→ What this task involves
Verbatim, and with nothing else, reproduce the data below from its first line through the line containing "use crate::admin::handlers::handle_admin_command;".

Collected data:

========================================================================

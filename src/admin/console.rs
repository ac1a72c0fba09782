//! Admin console
//!
//! Reads admin commands from stdin while the reflector runs.

use log::{info, warn};
use std::sync::Arc;
use std::time::Instant;
use tokio::io::{AsyncBufReadExt, BufReader};
use tokio::task::JoinHandle;

use crate::admin::handlers::handle_admin_command;
use crate::admin::parser::parse_admin_command;
use crate::registry::ClientRegistry;
use crate::server::PeerSession;

/// Spawns a task answering console commands until stdin closes.
pub fn spawn_console(registry: Arc<ClientRegistry<PeerSession>>) -> JoinHandle<()> {
    tokio::spawn(async move {
        let mut lines = BufReader::new(tokio::io::stdin()).lines();

        loop {
            match lines.next_line().await {
                Ok(Some(line)) => {
                    if line.trim().is_empty() {
                        continue;
                    }
                    let command = parse_admin_command(&line);
                    println!("{}", handle_admin_command(&registry, &command, Instant::now()));
                }
                Ok(None) => {
                    info!("Admin console closed");
                    break;
                }
                Err(e) => {
                    warn!("Failed to read admin command: {}", e);
                    break;
                }
            }
        }
    })
}
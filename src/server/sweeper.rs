//! Timeout sweeper
//!
//! Unlinks gateways that stopped polling.

use log::info;
use std::sync::Arc;
use std::time::{Duration, Instant};

use crate::error::RegistryError;
use crate::registry::{ClientRecord, ClientRegistry};
use crate::server::session::PeerSession;

/// Removes every gateway idle for at least `timeout`, then checks the registry.
///
/// Works on a snapshot, so packets handled meanwhile never block on the sweep.
/// A gateway that relinks between the snapshot and its removal keeps its new
/// record. An `InternalInconsistency` error means the registry can no longer
/// be trusted.
pub fn sweep(
    registry: &ClientRegistry<PeerSession>,
    now: Instant,
    timeout: Duration,
) -> Result<Vec<Arc<ClientRecord<PeerSession>>>, RegistryError> {
    let mut expired = Vec::new();

    for record in registry.list() {
        if !record.extra().is_expired(now, timeout) {
            continue;
        }

        if let Some(removed) = registry.remove(&record) {
            info!(
                "Unlinking {} ({}), silent for {}s",
                removed.label(),
                removed.key(),
                removed.extra().idle_for(now).as_secs()
            );
            expired.push(removed);
        }
    }

    registry.verify()?;
    Ok(expired)
}
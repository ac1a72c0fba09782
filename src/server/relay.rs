//! Packet handlers for the reflector.
//!
//! Each inbound packet is dispatched to a handler that updates the client
//! registry and says what, if anything, goes back out on the socket. No I/O
//! happens here.

use log::{debug, info, warn};
use std::net::SocketAddr;
use std::sync::Arc;
use std::time::Instant;

use crate::config::ReflectorConfig;
use crate::error::ReflectorError;
use crate::protocol::{Packet, parse_packet, poll_reply, status_reply};
use crate::registry::{ClientKey, ClientRecord, ClientRegistry};
use crate::server::session::PeerSession;

/// Datagram to send, and every peer it goes to.
#[derive(Debug, PartialEq)]
pub struct Outbound {
    pub payload: Vec<u8>,
    pub targets: Vec<SocketAddr>,
}

impl Outbound {
    fn reply(payload: Vec<u8>, to: SocketAddr) -> Self {
        Self {
            payload,
            targets: vec![to],
        }
    }
}

/// Routes packets between linked gateways.
pub struct Relay {
    registry: Arc<ClientRegistry<PeerSession>>,
    status_id: u32,
    name: String,
    description: String,
    max_clients: usize,
}

impl Relay {
    pub fn new(registry: Arc<ClientRegistry<PeerSession>>, config: &ReflectorConfig) -> Self {
        Self {
            registry,
            status_id: config.status_id(),
            name: config.name.clone(),
            description: config.description.clone(),
            max_clients: config.max_clients,
        }
    }

    pub fn registry(&self) -> &Arc<ClientRegistry<PeerSession>> {
        &self.registry
    }

    /// Dispatches a received datagram to its handler.
    ///
    /// # Returns
    ///
    /// * `Ok(Some(Outbound))` - a reply or forwarded frame to send.
    /// * `Ok(None)` - nothing to send.
    /// * `Err` - the datagram or its sender was rejected.
    pub fn handle_packet(
        &self,
        raw: &[u8],
        from: SocketAddr,
        now: Instant,
    ) -> Result<Option<Outbound>, ReflectorError> {
        match parse_packet(raw)? {
            Packet::Poll { callsign } => self.handle_poll(&callsign, from, now),
            Packet::Unlink { callsign } => self.handle_unlink(&callsign, from),
            Packet::Data {
                gateway,
                source,
                destination,
                raw,
            } => self.handle_data(raw, &gateway, &source, &destination, from, now),
            Packet::StatusRequest => Ok(Some(self.handle_status(from))),
        }
    }

    /// Links a new gateway or refreshes a linked one, then answers the poll.
    fn handle_poll(
        &self,
        callsign: &str,
        from: SocketAddr,
        now: Instant,
    ) -> Result<Option<Outbound>, ReflectorError> {
        let key = ClientKey::try_from(from)?;

        match self.registry.find_key(&key) {
            Some(record) => record.extra().touch(now),
            None => {
                let record = ClientRecord::new(key, callsign, PeerSession::new(from, now));
                let record = Arc::new(record);
                if self
                    .registry
                    .add_within(Arc::clone(&record), self.max_clients)
                    .is_none()
                {
                    warn!(
                        "Refusing {} at {}: {} clients linked",
                        callsign,
                        record.key(),
                        self.max_clients
                    );
                    return Ok(None);
                }
                info!(
                    "Adding {} ({}), {} clients linked",
                    record.label(),
                    record.key(),
                    self.registry.len()
                );
            }
        }

        Ok(Some(Outbound::reply(poll_reply().to_vec(), from)))
    }

    fn handle_unlink(
        &self,
        callsign: &str,
        from: SocketAddr,
    ) -> Result<Option<Outbound>, ReflectorError> {
        let key = ClientKey::try_from(from)?;

        if let Some(record) = self.registry.find_key(&key)
            && self.registry.remove(&record).is_some()
        {
            info!("Removing {} ({}) unlinked", callsign, key);
        }

        Ok(None)
    }

    /// Forwards a frame from a linked gateway to every other linked gateway.
    fn handle_data(
        &self,
        raw: &[u8],
        gateway: &str,
        source: &str,
        destination: &str,
        from: SocketAddr,
        now: Instant,
    ) -> Result<Option<Outbound>, ReflectorError> {
        let key = ClientKey::try_from(from)?;

        let Some(sender) = self.registry.find_key(&key) else {
            debug!("Data from unlinked gateway {} at {}", gateway, key);
            return Ok(None);
        };
        sender.extra().touch(now);

        let targets: Vec<SocketAddr> = self
            .registry
            .list()
            .iter()
            .filter(|record| record.key() != &key)
            .map(|record| record.extra().peer())
            .collect();

        debug!(
            "Frame {} -> {} via {}, relaying to {} gateways",
            source,
            destination,
            gateway,
            targets.len()
        );

        if targets.is_empty() {
            return Ok(None);
        }

        Ok(Some(Outbound {
            payload: raw.to_vec(),
            targets,
        }))
    }

    fn handle_status(&self, from: SocketAddr) -> Outbound {
        let payload = status_reply(
            self.status_id,
            &self.name,
            &self.description,
            self.registry.len(),
        );
        Outbound::reply(payload, from)
    }
}

#[cfg(test)]
mod tests {
    use super::*;
    use crate::error::ProtocolError;
    use crate::protocol::packets::{DATA_LENGTH, DATA_TAG, POLL_TAG, UNLINK_TAG};
    use std::time::Duration;

    fn relay(max_clients: usize) -> Relay {
        let config = ReflectorConfig {
            name: "Test".into(),
            description: "Unit tests".into(),
            reflector_id: Some(7),
            max_clients,
            ..ReflectorConfig::default()
        };
        Relay::new(Arc::new(ClientRegistry::new()), &config)
    }

    fn addr(i: u16) -> SocketAddr {
        format!("127.0.0.{}:{}", i, 42000 + i).parse().unwrap()
    }

    fn packet(tag: &[u8; 4], callsign: &str) -> Vec<u8> {
        let mut raw = tag.to_vec();
        raw.extend_from_slice(format!("{:<10}", callsign).as_bytes());
        raw
    }

    fn frame(gateway: &str) -> Vec<u8> {
        let mut raw = packet(DATA_TAG, gateway);
        raw.extend_from_slice(b"SRC       ALL       ");
        raw.resize(DATA_LENGTH, 0);
        raw
    }

    #[test]
    fn test_poll_links_and_replies() {
        let relay = relay(0);
        let now = Instant::now();

        let out = relay
            .handle_packet(&packet(POLL_TAG, "GW1"), addr(1), now)
            .unwrap()
            .unwrap();
        assert_eq!(out.payload, b"YSFPREFLECTOR ");
        assert_eq!(out.targets, vec![addr(1)]);

        let record = relay.registry().find("127.0.0.1", 42001).unwrap().unwrap();
        assert_eq!(record.label(), "GW1");
        assert_eq!(record.extra().peer(), addr(1));
    }

    #[test]
    fn test_repeated_poll_keeps_record() {
        let relay = relay(0);
        let start = Instant::now();
        let later = start + Duration::from_secs(20);

        relay.handle_packet(&packet(POLL_TAG, "GW1"), addr(1), start).unwrap();
        let first = relay.registry().find("127.0.0.1", 42001).unwrap().unwrap();
        relay.handle_packet(&packet(POLL_TAG, "GW1"), addr(1), later).unwrap();
        let second = relay.registry().find("127.0.0.1", 42001).unwrap().unwrap();

        assert!(Arc::ptr_eq(&first, &second));
        assert_eq!(second.extra().last_seen(), later);
        assert_eq!(relay.registry().len(), 1);
    }

    #[test]
    fn test_unlink_removes_client() {
        let relay = relay(0);
        let now = Instant::now();
        relay.handle_packet(&packet(POLL_TAG, "GW1"), addr(1), now).unwrap();

        let out = relay
            .handle_packet(&packet(UNLINK_TAG, "GW1"), addr(1), now)
            .unwrap();
        assert!(out.is_none());
        assert!(relay.registry().is_empty());

        // Unlinking again is harmless.
        assert!(relay
            .handle_packet(&packet(UNLINK_TAG, "GW1"), addr(1), now)
            .unwrap()
            .is_none());
    }

    #[test]
    fn test_data_forwarded_to_other_clients() {
        let relay = relay(0);
        let now = Instant::now();
        for i in 1..=3 {
            relay
                .handle_packet(&packet(POLL_TAG, &format!("GW{}", i)), addr(i), now)
                .unwrap();
        }

        let raw = frame("GW2");
        let out = relay.handle_packet(&raw, addr(2), now).unwrap().unwrap();
        assert_eq!(out.payload, raw);
        let mut targets = out.targets;
        targets.sort();
        assert_eq!(targets, vec![addr(1), addr(3)]);
    }

    #[test]
    fn test_data_from_unlinked_gateway_dropped() {
        let relay = relay(0);
        let now = Instant::now();
        relay.handle_packet(&packet(POLL_TAG, "GW1"), addr(1), now).unwrap();

        let out = relay.handle_packet(&frame("GW9"), addr(9), now).unwrap();
        assert!(out.is_none());
        assert_eq!(relay.registry().len(), 1);
    }

    #[test]
    fn test_status_reports_client_count() {
        let relay = relay(0);
        let now = Instant::now();
        relay.handle_packet(&packet(POLL_TAG, "GW1"), addr(1), now).unwrap();
        relay.handle_packet(&packet(POLL_TAG, "GW2"), addr(2), now).unwrap();

        let out = relay.handle_packet(b"YSFS", addr(5), now).unwrap().unwrap();
        assert_eq!(
            String::from_utf8(out.payload).unwrap(),
            "YSFS00007Test            Unit tests    002"
        );
        assert_eq!(out.targets, vec![addr(5)]);
    }

    #[test]
    fn test_max_clients_enforced() {
        let relay = relay(1);
        let now = Instant::now();
        relay.handle_packet(&packet(POLL_TAG, "GW1"), addr(1), now).unwrap();

        let out = relay.handle_packet(&packet(POLL_TAG, "GW2"), addr(2), now).unwrap();
        assert!(out.is_none());
        assert_eq!(relay.registry().len(), 1);

        // Linked gateways still get their keepalive answered.
        assert!(relay
            .handle_packet(&packet(POLL_TAG, "GW1"), addr(1), now)
            .unwrap()
            .is_some());
    }

    #[test]
    fn test_garbage_rejected() {
        let relay = relay(0);
        let err = relay
            .handle_packet(b"HELLO", addr(1), Instant::now())
            .unwrap_err();
        assert!(matches!(
            err,
            ReflectorError::Protocol(ProtocolError::UnknownTag(_))
        ));
        assert!(relay.registry().is_empty());
    }

    #[test]
    fn test_port_zero_sender_rejected() {
        let relay = relay(0);
        let from: SocketAddr = "127.0.0.1:0".parse().unwrap();
        let err = relay
            .handle_packet(&packet(POLL_TAG, "GW1"), from, Instant::now())
            .unwrap_err();
        assert!(matches!(err, ReflectorError::Registry(_)));
        assert!(relay.registry().is_empty());
    }
}
use clap::{Parser, Subcommand};
use std::path::PathBuf;

#[derive(Parser)]
#[command(name = "pdf-extractor")]
#[command(about = "PDFを抽出APIへ送信し、テキストと画像を保存するツール", long_about = None)]
pub struct Cli {
    #[command(subcommand)]
    pub command: Commands,

    /// 詳細ログを出力
    #[arg(short, long, global = true)]
    pub verbose: bool,
}

#[derive(Subcommand)]
pub enum Commands {
    /// PDFを送信して抽出結果を保存
    Extract {
        /// PDFファイルのパス
        #[arg(required = true)]
        file: PathBuf,

        /// APIへ渡すキーワード（省略時は設定ファイルの値）
        #[arg(short, long)]
        keyword: Option<String>,

        /// 出力ディレクトリ（デフォルト: ./extracted_日時）
        #[arg(short, long)]
        output: Option<PathBuf>,

        /// 抽出APIのURL（環境変数・設定ファイルより優先）
        #[arg(long)]
        endpoint: Option<String>,

        /// 画像を保存しない
        #[arg(long)]
        no_images: bool,
    },

    /// 設定の表示・変更
    Config {
        /// 抽出APIのURLを設定
        #[arg(long)]
        set_endpoint: Option<String>,

        /// デフォルトのキーワードを設定（空文字で解除）
        #[arg(long)]
        set_keyword: Option<String>,

        /// 現在の設定を表示
        #[arg(long)]
        show: bool,
    },
}
//! 抽出結果の保存
//!
//! 画像はWeb版のダウンロードと同じ `extracted_image_{n}.png` で保存する

use crate::error::{ExtractorError, Result};
use base64::{engine::general_purpose::STANDARD, Engine};
use chrono::{DateTime, Local};
use pdf_extractor_common::{download_file_name, strip_data_url, ExtractedData};
use std::path::{Path, PathBuf};

pub const TEXT_FILE_NAME: &str = "extracted_text.txt";

#[derive(Debug, Default)]
pub struct SavedOutput {
    pub text_file: Option<PathBuf>,
    pub images: Vec<PathBuf>,
    /// デコードに失敗して保存できなかった画像
    pub skipped: Vec<ExtractorError>,
}

/// デフォルトの出力ディレクトリ名
pub fn default_output_dir(now: DateTime<Local>) -> PathBuf {
    PathBuf::from(format!("extracted_{}", now.format("%Y%m%d_%H%M%S")))
}

/// Base64画像1枚をデコードして保存
pub fn save_image(dir: &Path, image_data: &str, index: usize) -> Result<PathBuf> {
    let file_name = download_file_name(index);
    let bytes = STANDARD
        .decode(strip_data_url(image_data).trim())
        .map_err(|e| ExtractorError::ImageDecode {
            file: file_name.clone(),
            reason: e.to_string(),
        })?;

    let path = dir.join(file_name);
    std::fs::write(&path, bytes)?;
    Ok(path)
}

/// テキスト（空でなければ）と画像を保存
pub fn save_extracted(data: &ExtractedData, dir: &Path, include_images: bool) -> Result<SavedOutput> {
    std::fs::create_dir_all(dir)?;
    let mut saved = SavedOutput::default();

    if data.has_text() {
        let path = dir.join(TEXT_FILE_NAME);
        std::fs::write(&path, &data.text)?;
        saved.text_file = Some(path);
    }

    if include_images {
        for (index, image) in data.images.iter().enumerate() {
            match save_image(dir, image, index) {
                Ok(path) => saved.images.push(path),
                Err(e @ ExtractorError::ImageDecode { .. }) => {
                    log::warn!("{}", e);
                    saved.skipped.push(e);
                }
                Err(e) => return Err(e),
            }
        }
    }

    Ok(saved)
}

========================================================================

→ Exercise output
filename src/admin/console.rs
repository ac1a72c0fba09782
//! Admin console
//!
//! Reads admin commands from stdin while the reflector runs.

use log::{info, warn};
use std::sync::Arc;
use std::time::Instant;
use tokio::io::{AsyncBufReadExt, BufReader};
use tokio::task::JoinHandle;

use crate::admin::handlers::handle_admin_command;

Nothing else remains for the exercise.